1. Landfills shall have a final cover designed to minimize infiltration and erosion, which shall include a barrier layer consisting of a soil layer, a geomembrane, ora combination of a geomembrane with a low permeability material. All geosynthetic and soil components used in the final cover shall meet the standards and specifications contained in subparagraphs 62-701.400(3)(d)1. and 2., (3)(d)5.-11., paragraph (e), and (f), F.A.C. For lined Class I and Class III landfills, the barrier layer shall have a permeability that is substantially equivalent to, or less than, the permeability of the bottom liner system. If the landfill uses a geomembrane in the bottom liner system, the barrier layer shall also incorporate a geomembrane. For unlined Class I landfills, the barrier layer shall have a permeability of 1 x 10-7 cm/sec or less. For unlined Class III landfills, the barrier layer shall have a permeability of 1 x 10-5 cm/sec or less. For unlined Class III landfills which accepted only yard trash, no barrier layer is required;instead, final cover shall consist of a 24-inch thick soil layer, or a 30-inch thick layer consisting of approximately 50 percent soil and 50 percent ground or chipped yard trash by volume, the upper six inches of which shall be capable of supporting vegetative growth.

2. If the barrier layer consists only of soil, it shall be at least 18 inches thick, installed in 6-inch thick lifts, and shall have a final, 18-inch thick layer of soil, or a 24-inch thick layer consisting of approximately 50 percent soil and 50 percent ground or chipped yard trash by volume, that will sustain vegetation to control erosion placed on top of the barrier layer.
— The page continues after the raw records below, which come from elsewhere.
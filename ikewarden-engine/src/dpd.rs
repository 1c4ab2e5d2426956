//! ## ikewarden-engine::dpd
//! **Dead Peer Detection**
//!
//! Probe state lives on the SA (`dpd_seq`, `dpd_rseq`, the worry timer); this
//! module holds the validation rules and the per-exchange vendor marker
//! bookkeeping. Each worry timer holds one SA reference. Replacing a timer
//! arms the new one before cancelling the old, so the count never dips.
//!
//! Validation drops a notify on the first failed rule:
//! - `recv_ack`: type is R-U-THERE-ACK, cookies match, sequence echoes ours
//! - `recv_notify`: phase 1 and R-U-THERE, cookies match, sequence is fresh

use std::collections::HashSet;
use std::fmt;

use bytes::Bytes;
use opentelemetry::KeyValue;
use rand::rngs::SmallRng;
use rand::{Rng, SeedableRng};
use tracing::{debug, warn};

use ikewarden_core::{Scheduler, Timestamp};
use ikewarden_protocols::header::PAYLOAD_NONE;
use ikewarden_protocols::{
    is_dpd_vendor_id, vendor_id_payload, DpdKind, DpdNotify, NotifyPayload, NOTIFY_R_U_THERE,
    NOTIFY_R_U_THERE_ACK,
};
use ikewarden_telemetry::{EventLogger, MetricsRecorder};

use crate::error::{ProtocolViolation, Result};
use crate::registry::SaRegistry;
use crate::retransmit::ExchangeId;
use crate::sa::{Phase, SaFlags, SaId, SecurityAssociation};
use crate::timer::TimerKind;

/// Largest first sequence number; the top bit stays clear.
const INITIAL_SEQ_MAX: u32 = 0x7FFF_FFFF;

pub struct DpdEngine {
    rng: SmallRng,
    marker_sent: HashSet<ExchangeId>,
    marker_checked: HashSet<ExchangeId>,
    metrics: MetricsRecorder,
}

impl DpdEngine {
    pub fn new(seed: u64, metrics: MetricsRecorder) -> Self {
        Self {
            rng: SmallRng::seed_from_u64(seed),
            marker_sent: HashSet::new(),
            marker_checked: HashSet::new(),
            metrics,
        }
    }

    /// Vendor ID payload to attach to the exchange's outgoing traffic, the
    /// first time only.
    pub fn vendor_marker(&mut self, exchange: ExchangeId) -> Option<Bytes> {
        self.marker_sent
            .insert(exchange)
            .then(|| vendor_id_payload(PAYLOAD_NONE))
    }

    /// Looks for the DPD vendor ID among `vendor_ids` and flags the SA as
    /// DPD-capable. Runs at most once per exchange.
    pub fn check_vendor_marker(
        &mut self,
        exchange: ExchangeId,
        sa: &mut SecurityAssociation,
        vendor_ids: &[&[u8]],
    ) -> bool {
        if !self.marker_checked.insert(exchange) {
            return sa.flags.contains(SaFlags::DPD_CAPABLE);
        }
        if vendor_ids.iter().any(|v| is_dpd_vendor_id(v)) {
            debug!("dpd_check_vendor: {} peer is DPD-capable", sa.id);
            sa.flags.insert(SaFlags::DPD_CAPABLE);
            return true;
        }
        false
    }

    pub fn forget_exchange(&mut self, exchange: ExchangeId) {
        self.marker_sent.remove(&exchange);
        self.marker_checked.remove(&exchange);
    }

    /// Builds the next R-U-THERE for `sa`, advancing its sequence.
    pub fn send_notify(&mut self, sa: &mut SecurityAssociation) -> DpdNotify {
        sa.dpd_seq = if sa.dpd_seq == 0 {
            self.rng.random_range(1..=INITIAL_SEQ_MAX)
        } else {
            // The first sequence is below 2^31, so a wrap needs at least
            // 2^31 probes on one SA; the SA is rekeyed long before that.
            sa.dpd_seq.wrapping_add(1).max(1)
        };
        debug!("dpd_send_notify: {} seq {}", sa.id, sa.dpd_seq);
        self.metrics.dpd_probes_sent.inc();
        DpdNotify::new(DpdKind::RUThere, sa.cookies, sa.dpd_seq)
    }

    /// Checks an R-U-THERE-ACK against the last probe sent.
    pub fn recv_ack(
        &self,
        sa: &SecurityAssociation,
        payload: &NotifyPayload<'_>,
    ) -> std::result::Result<u32, ProtocolViolation> {
        if payload.notify_type != NOTIFY_R_U_THERE_ACK {
            return Err(ProtocolViolation::PayloadMalformed(format!(
                "notify type {} is not R-U-THERE-ACK",
                payload.notify_type
            )));
        }
        let notify = DpdNotify::try_from(payload)?;
        if notify.cookies != sa.cookies {
            return Err(ProtocolViolation::InvalidSpi);
        }
        if sa.dpd_seq == 0 || notify.seq != sa.dpd_seq {
            warn!(
                "dpd_handle_notify: {} bad R-U-THERE-ACK seq, expected {} got {}",
                sa.id, sa.dpd_seq, notify.seq
            );
            return Err(ProtocolViolation::PayloadMalformed(format!(
                "ack seq {} does not echo {}",
                notify.seq, sa.dpd_seq
            )));
        }
        self.metrics.dpd_acks_accepted.inc();
        Ok(notify.seq)
    }

    /// Checks an incoming R-U-THERE and records its sequence.
    pub fn recv_notify(
        &self,
        sa: &mut SecurityAssociation,
        payload: &NotifyPayload<'_>,
    ) -> std::result::Result<u32, ProtocolViolation> {
        if sa.phase != Phase::One {
            return Err(ProtocolViolation::InvalidExchangeType(format!(
                "phase {}",
                sa.phase.number()
            )));
        }
        if payload.notify_type != NOTIFY_R_U_THERE {
            return Err(ProtocolViolation::PayloadMalformed(format!(
                "notify type {} is not R-U-THERE",
                payload.notify_type
            )));
        }
        let notify = DpdNotify::try_from(payload)?;
        if notify.cookies != sa.cookies {
            return Err(ProtocolViolation::InvalidSpi);
        }
        if notify.seq <= sa.dpd_rseq {
            return Err(ProtocolViolation::PayloadMalformed(format!(
                "R-U-THERE seq {} not above {}",
                notify.seq, sa.dpd_rseq
            )));
        }
        sa.dpd_rseq = notify.seq;
        debug!("dpd_handle_notify: {} accepted R-U-THERE seq {}", sa.id, notify.seq);
        Ok(notify.seq)
    }

    /// Echoes the last accepted sequence.
    pub fn send_ack(&self, sa: &SecurityAssociation) -> DpdNotify {
        DpdNotify::new(DpdKind::RUThereAck, sa.cookies, sa.dpd_rseq)
    }

    /// Fresh random message id for an informational exchange.
    pub fn message_id(&mut self) -> [u8; 4] {
        self.rng.random::<u32>().to_be_bytes()
    }

    /// Logs a dropped notify as a security event.
    pub fn report_violation(&self, subject: impl fmt::Display, violation: &ProtocolViolation) {
        warn!("dpd: dropping notify for {subject}: {violation}");
        self.metrics.dpd_rejected.inc();
        EventLogger::log_event(
            "dpd_violation",
            vec![
                KeyValue::new("subject", subject.to_string()),
                KeyValue::new("violation", violation.to_string()),
            ],
        );
    }
}

/// Arms a worry timer for `id` at `deadline`, replacing any pending one.
pub(crate) fn reset_worry_timer(
    registry: &mut SaRegistry,
    scheduler: &mut Scheduler<TimerKind>,
    id: SaId,
    deadline: Timestamp,
) -> Result<()> {
    let handle = registry.arm(id, scheduler, "dpd_check", TimerKind::DpdCheck(id), deadline)?;
    let previous = match registry.get_mut(id) {
        Some(sa) => sa.dpd_timer.replace(handle),
        None => None,
    };
    if let Some(previous) = previous {
        if scheduler.cancel(previous).is_some() {
            registry.release(id, scheduler);
        }
    }
    debug!("dpd_timer_reset: {id} next check at {deadline}");
    Ok(())
}

#[cfg(test)]
mod tests {
    use super::*;
    use crate::sa::SaContext;
    use crate::transport::TransportId;
    use bytes::BytesMut;
    use ikewarden_protocols::Cookies;

    fn sa() -> SecurityAssociation {
        let ctx = SaContext::phase1(
            Cookies::new([1; 8], [2; 8]),
            "198.51.100.1:500".parse().unwrap(),
        );
        SecurityAssociation::new(SaId(1), ctx, TransportId(0))
    }

    fn encode(notify: DpdNotify) -> BytesMut {
        let mut buf = BytesMut::new();
        notify.encode_payload(0, &mut buf);
        buf
    }

    fn engine() -> DpdEngine {
        DpdEngine::new(7, MetricsRecorder::new())
    }

    #[test]
    fn first_sequence_has_top_bit_clear() {
        for seed in 0..64 {
            let mut dpd = DpdEngine::new(seed, MetricsRecorder::new());
            let mut sa = sa();
            let first = dpd.send_notify(&mut sa).seq;
            assert!(first != 0 && first & 0x8000_0000 == 0);
        }
    }

    #[test]
    fn sequences_never_repeat() {
        let mut dpd = engine();
        let mut sa = sa();
        let seqs: Vec<u32> = (0..100).map(|_| dpd.send_notify(&mut sa).seq).collect();
        assert!(seqs.windows(2).all(|w| w[1] == w[0] + 1));
    }

    #[test]
    fn sequence_space_leaves_room_before_wrapping() {
        let mut dpd = engine();
        let mut sa = sa();
        let first = dpd.send_notify(&mut sa).seq;
        assert!(u32::MAX - first >= 1 << 31);

        sa.dpd_seq = u32::MAX;
        assert_eq!(dpd.send_notify(&mut sa).seq, 1);
    }

    #[test]
    fn ack_must_echo_last_sequence() {
        let mut dpd = engine();
        let mut sa = sa();
        let probe = dpd.send_notify(&mut sa);

        let good = encode(DpdNotify::new(DpdKind::RUThereAck, sa.cookies, probe.seq));
        let (payload, _) = NotifyPayload::parse(&good).unwrap();
        assert_eq!(dpd.recv_ack(&sa, &payload), Ok(probe.seq));

        let stale = encode(DpdNotify::new(DpdKind::RUThereAck, sa.cookies, probe.seq - 1));
        let (payload, _) = NotifyPayload::parse(&stale).unwrap();
        assert!(matches!(
            dpd.recv_ack(&sa, &payload),
            Err(ProtocolViolation::PayloadMalformed(_))
        ));
    }

    #[test]
    fn ack_validation_order() {
        let mut dpd = engine();
        let mut sa = sa();
        let probe = dpd.send_notify(&mut sa);

        // A probe where an ack is expected fails on type before anything else.
        let wrong_type = encode(DpdNotify::new(
            DpdKind::RUThere,
            Cookies::new([9; 8], [9; 8]),
            probe.seq,
        ));
        let (payload, _) = NotifyPayload::parse(&wrong_type).unwrap();
        assert!(matches!(
            dpd.recv_ack(&sa, &payload),
            Err(ProtocolViolation::PayloadMalformed(_))
        ));

        let spoofed = encode(DpdNotify::new(
            DpdKind::RUThereAck,
            Cookies::new([9; 8], [9; 8]),
            probe.seq,
        ));
        let (payload, _) = NotifyPayload::parse(&spoofed).unwrap();
        assert_eq!(dpd.recv_ack(&sa, &payload), Err(ProtocolViolation::InvalidSpi));
    }

    #[test]
    fn responder_rejects_replays() {
        let dpd = engine();
        let mut sa = sa();
        let start = 1000u32;
        for seq in start..start + 5 {
            let buf = encode(DpdNotify::new(DpdKind::RUThere, sa.cookies, seq));
            let (payload, _) = NotifyPayload::parse(&buf).unwrap();
            assert_eq!(dpd.recv_notify(&mut sa, &payload), Ok(seq));
        }
        for seq in [start, start + 4] {
            let buf = encode(DpdNotify::new(DpdKind::RUThere, sa.cookies, seq));
            let (payload, _) = NotifyPayload::parse(&buf).unwrap();
            assert!(matches!(
                dpd.recv_notify(&mut sa, &payload),
                Err(ProtocolViolation::PayloadMalformed(_))
            ));
        }
        assert_eq!(sa.dpd_rseq, start + 4);
        assert_eq!(dpd.send_ack(&sa).seq, start + 4);
    }

    #[test]
    fn responder_rejects_phase2_and_spoofed_cookies() {
        let dpd = engine();
        let mut sa = sa();
        let spoofed = encode(DpdNotify::new(
            DpdKind::RUThere,
            Cookies::new([3; 8], [4; 8]),
            5,
        ));
        let (payload, _) = NotifyPayload::parse(&spoofed).unwrap();
        assert_eq!(dpd.recv_notify(&mut sa, &payload), Err(ProtocolViolation::InvalidSpi));
        assert_eq!(sa.dpd_rseq, 0);

        sa.phase = Phase::Two;
        let good = encode(DpdNotify::new(DpdKind::RUThere, sa.cookies, 5));
        let (payload, _) = NotifyPayload::parse(&good).unwrap();
        assert_eq!(
            dpd.recv_notify(&mut sa, &payload),
            Err(ProtocolViolation::InvalidExchangeType("phase 2".into()))
        );
    }

    #[test]
    fn vendor_marker_once_per_exchange() {
        let mut dpd = engine();
        let mut sa = sa();
        let x = ExchangeId(1);

        let marker = dpd.vendor_marker(x).unwrap();
        assert!(dpd.vendor_marker(x).is_none());

        let body = &marker[4..];
        assert!(!dpd.check_vendor_marker(ExchangeId(2), &mut sa, &[&b"other vendor"[..]]));
        // Already checked for exchange 2; a later marker is not looked at.
        assert!(!dpd.check_vendor_marker(ExchangeId(2), &mut sa, &[body]));
        assert!(dpd.check_vendor_marker(x, &mut sa, &[body]));
        assert!(sa.flags.contains(SaFlags::DPD_CAPABLE));
    }

    #[test]
    fn worry_timer_replacement_keeps_references_balanced() {
        let mut registry = SaRegistry::new(4, MetricsRecorder::new());
        let mut scheduler = Scheduler::with_capacity(8).unwrap();
        let ctx = SaContext::phase1(
            Cookies::new([1; 8], [2; 8]),
            "198.51.100.1:500".parse().unwrap(),
        );
        let id = registry.create(ctx, TransportId(0)).unwrap();

        reset_worry_timer(&mut registry, &mut scheduler, id, Timestamp::from_secs(300)).unwrap();
        assert_eq!(registry.get(id).unwrap().refcnt(), 2);
        reset_worry_timer(&mut registry, &mut scheduler, id, Timestamp::from_secs(400)).unwrap();
        assert_eq!(registry.get(id).unwrap().refcnt(), 2);
        assert_eq!(scheduler.len(), 1);
        assert_eq!(
            registry.get(id).unwrap().dpd_deadline(),
            Some(Timestamp::from_secs(400))
        );
    }
}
3. If the barrier layer consists only of a GCL, a protective soil layer at least 24 inches thick shall be placed on top of the GCL with the upper six inches being able to sustain vegetative growth. In the alternative, the GCL may be covered with a 12-inch thick layer of soil that is then covered with a 15-inch thick layer consisting of approximately 50 percent soil and 50 percent ground or chipped yard trash by volume, with the upper six inches being able to sustain vegetative growth. The GCL shall be placed on a protective soil layer at least six inches thick. Material specifications and installation methods, which may include a drainage layer between the GCL and the protective soil layer over the GCL, shall be adequate to protect the barrier layer from root penetration, resist erosion, and remain stable on the final design slopes of the landfill.
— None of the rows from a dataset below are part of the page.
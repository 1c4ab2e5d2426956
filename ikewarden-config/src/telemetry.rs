//! Observability configuration.

use serde::{Deserialize, Serialize};
use validator::{self, Validate};

use crate::validation;

/// Telemetry configuration.
#[derive(Debug, Serialize, Deserialize, Validate, Clone, PartialEq)]
pub struct TelemetryConfig {
    /// Fallback log filter when `RUST_LOG` is unset.
    #[serde(default = "default_log_level")]
    #[validate(custom(function = validation::validate_log_level))]
    pub log_level: String,

    /// Emit structured security events for protocol violations.
    #[serde(default = "default_true")]
    pub security_events: bool,
}

fn default_log_level() -> String {
    "info".into()
}

fn default_true() -> bool {
    true
}

impl Default for TelemetryConfig {
    fn default() -> Self {
        Self {
            log_level: default_log_level(),
            security_events: default_true(),
        }
    }
}
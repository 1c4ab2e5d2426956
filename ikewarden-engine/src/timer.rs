//! Payloads of the events the daemon schedules.
//!
//! Every variant that names an SA holds one reference on it, released
//! exactly once when the event fires or is cancelled.

use std::net::IpAddr;

use crate::retransmit::MessageId;
use crate::sa::{ProtoId, SaId};

#[derive(Debug, Clone, PartialEq, Eq)]
pub enum TimerKind {
    SoftExpire(SaId),
    HardExpire(SaId),
    /// DPD worry interval elapsed without proof of life.
    DpdCheck(SaId),
    ConnectionCheck(String),
    Retransmit(MessageId),
    KernelExpire(KernelNotice),
}

impl TimerKind {
    /// The SA this event holds a reference on, if any.
    pub fn sa(&self) -> Option<SaId> {
        match self {
            TimerKind::SoftExpire(id) | TimerKind::HardExpire(id) | TimerKind::DpdCheck(id) => {
                Some(*id)
            }
            _ => None,
        }
    }
}

/// Lifetime expiration reported by the kernel SA installer.
#[derive(Debug, Clone, Copy, PartialEq, Eq)]
pub struct KernelNotice {
    pub dst: IpAddr,
    pub spi: u32,
    pub protocol: ProtoId,
    pub hard: bool,
}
4. If a geomembrane is used in the barrier layer, it shall be either HDPE or LLDPE with a minimum average thickness of 40 mils or PVC with a minimum average thickness of 30 mils, shall have chemical and physical resistance to materials it may come in contact with, and shall withstand exposure to the natural environmental stresses and forces throughout the installation, seaming process, and settlement of the waste during the closure and long-term care period. A protective soil layer at least 24 inches thick shall be put on top of the geomembrane. In the alternative, the geomembrane may be covered with a 12-inch thick layer of soil that is then covered with a 15-inch thick layer consisting of approximately 50 percent soil and 50 percent ground or chipped yard trash by volume, with the upper six inches being able to sustain vegetative growth. Material specifications, installation methods, and compaction specifications, which may include a drainage layer between the geomembrane and the protective soil layer, shall be adequate to protect the barrier layer from root penetration, resist erosion, and remain stable on the final design slopes of the landfill. This layer shall include topsoil or soils that will sustain vegetative growth.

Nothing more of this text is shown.